プラスチック汚染を解決するため脱プラ社会へのシフトが急務な昨今、間伐材で作られた世界初の「木のストロー」が注目を集めています。2019年のG20大阪サミットでも採用され、多くの賞も受賞するこのプロダクト、以前に商品についてをご紹介しましたが、今回は開発者である木造注文住宅会社アキュラホームの広報担当、西口彩乃さんと、その仕掛け人である環境ジャーナリストの竹田有里さんに、開発秘話をインタビュー。西口さんは開発を始めた2018年より以前は、環境問題の知識も意識も低かったところからのスタート。なぜ商品化を叶えるに至ったのかを伺うと、サステナブルな1プロダクトとしてだけでなく、日本の林業が抱える問題、自分と社会とのつながりを感じさせてくれる背景ストーリーが。日本ではまだまだどこか他人事に感じている人も多い環境問題やサステイナブルなモノ・コトを、自分ごととして日常の当たり前に取り入れることの魅力なども教えてもらいました。

ーーまず開発を担当されたアキュラホームの西口彩乃さんは、環境問題にはあまり関わりがなかったところからのスタートだったそうですが、始まりは何がきっかけだったんですか?

西口:私は2012年にアキュラホームに入社して、2015年から広報を担当してきたんですが、会社としては環境負荷の少ない住宅づくりをモットーとしています。CSR活動としても10年以上前から、地域の学校で木育授業をしたり、間伐材を使った学習机の天板を寄贈してたりしているので、私も環境意識がまったくゼロだったわけではないんです。ただ、以前はそこまで積極的に考える機会がなくて。広報担当としては、住宅業界の管轄である国土交通省の記者クラブにも出入りするんですが、そこで当時東京MXテレビの記者をされていた竹田有里さんと出会いました。それから仲良くさせてもらうなかで、竹田さんが2018年の夏に西日本豪雨を取材されて、現地で感じた林業の問題から「木のストローを作れないかな」という相談をいただいたのがきっかけでした。
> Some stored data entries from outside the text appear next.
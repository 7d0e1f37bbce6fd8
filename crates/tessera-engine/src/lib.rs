//! Tick orchestration for the Tessera tile-merge engine.
//!
//! [`BoardEngine`] owns one play session: the grid, the score tracker,
//! the seeded spawn source and the `Active`/`Dead`/`Won` state machine.
//! Each [`update()`](BoardEngine::update) consumes at most one pending
//! directional command and returns a [`TickReport`] carrying the events
//! the session raised for its collaborators.
//!
//! [`Host`] drives an engine at a fixed rate through [`FixedStep`],
//! feeds it from an edge-triggered [`InputLatch`], routes the menu
//! [`Shell`], and delivers events to injected save, leaderboard and
//! audio sinks, either inline or through a bounded outbox thread.

#![deny(missing_docs)]
#![deny(rustdoc::broken_intra_doc_links)]
#![forbid(unsafe_code)]

pub mod board;
pub mod clock;
pub mod config;
pub mod host;
pub mod ingress;
pub mod metrics;
pub mod outbox;
pub mod score;
pub mod screen;

pub use board::{BoardEngine, TickReport};
pub use clock::{FixedStep, FrameBudget};
pub use config::{ConfigError, EngineConfig};
pub use host::{Collaborators, FrameReport, Host};
pub use ingress::{Admission, CommandOutcome, CommandSlot, InputLatch};
pub use metrics::{HostMetrics, StepMetrics};
pub use outbox::Outgoing;
pub use score::ScoreTracker;
pub use screen::{MenuButton, Screen, Shell, ShellAction};
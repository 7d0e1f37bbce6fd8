//! Collaborator traits.
//!
//! The board engine holds no reference to any collaborator. A host
//! owns one implementation of each trait, injected at construction,
//! and forwards the engine's [`SessionEvent`](crate::SessionEvent)s to
//! them. Every method is fire-and-forget: implementations swallow their
//! own failures and the host never retries.

use crate::event::{AudioChannel, Cue};
use crate::snapshot::SessionSnapshot;

/// Receives session snapshots for persistence.
pub trait SaveSink: Send {
    /// Persist `snapshot`, replacing any previous one.
    fn save(&mut self, snapshot: &SessionSnapshot);
}

/// Receives final results for the leaderboard.
pub trait LeaderboardSink: Send {
    /// Record a finished (dead) game.
    fn record_death(&mut self, highest_tile: u32, final_score: u64);

    /// Record a won game.
    fn record_win(&mut self, elapsed_ms: u64);
}

/// Plays sound cues and adjusts channel volume.
pub trait AudioSink: Send {
    /// Play a one-shot cue.
    fn play(&mut self, cue: Cue);

    /// Set a channel's gain in decibels.
    fn set_volume(&mut self, channel: AudioChannel, gain_db: f32);
}

/// A sink that discards everything.
///
/// Useful for headless runs and tests that do not care about
/// notifications.
#[derive(Clone, Copy, Debug, Default)]
pub struct NullSink;

impl SaveSink for NullSink {
    fn save(&mut self, _snapshot: &SessionSnapshot) {}
}

impl LeaderboardSink for NullSink {
    fn record_death(&mut self, _highest_tile: u32, _final_score: u64) {}

    fn record_win(&mut self, _elapsed_ms: u64) {}
}

impl AudioSink for NullSink {
    fn play(&mut self, _cue: Cue) {}

    fn set_volume(&mut self, _channel: AudioChannel, _gain_db: f32) {}
}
竹田:そのとき豪雨によって大規模な災害が起こった現場を取材したんですが、被災された方々にお話を伺うと、「こんなに大きな被害になったのは天災ではない、人災だ」とおっしゃる方がすごく多かったんです。激しい豪雨が降れば自然と土砂災害が起きてしまう可能性も大きいんですが、問題は自然の森林というより、材木を育てるために作った人工林に原因があって。本来そうした人工林は、健全に保つために適切な間伐(太い木を育てるために、細い木を伐って間引きをすること)をしないといけないんです。日本は何十年も前から、木材をたくさん作って利益を上げるために、各地の山々に人工林を増やしてきたんです。それが今では国産材の需要も林業自体も衰退の一途で、職人さんの高齢化や後継者不足などが深刻化し、きちんと間伐されずに放置されたままの人工林が増えているんです。もともと人工林は管理されていないと根が弱ったり腐ったりして土砂災害に繋がりやすく、被災地のあちこちでも「手入れをしていればここまで被害は大きくならなかったのでは?」という声がとても多くて。そこで、記者として伝えるだけでなく、そうした間伐材や災害時の倒木などをうまく活用できないかなと。その頃、プラスチックのストローが刺さったウミガメの映像を見かけたり、スターバックスがストローを廃止にすると宣言したときで、間伐材を使ったストローが作れないかなと閃いて、西口さんに相談したんです。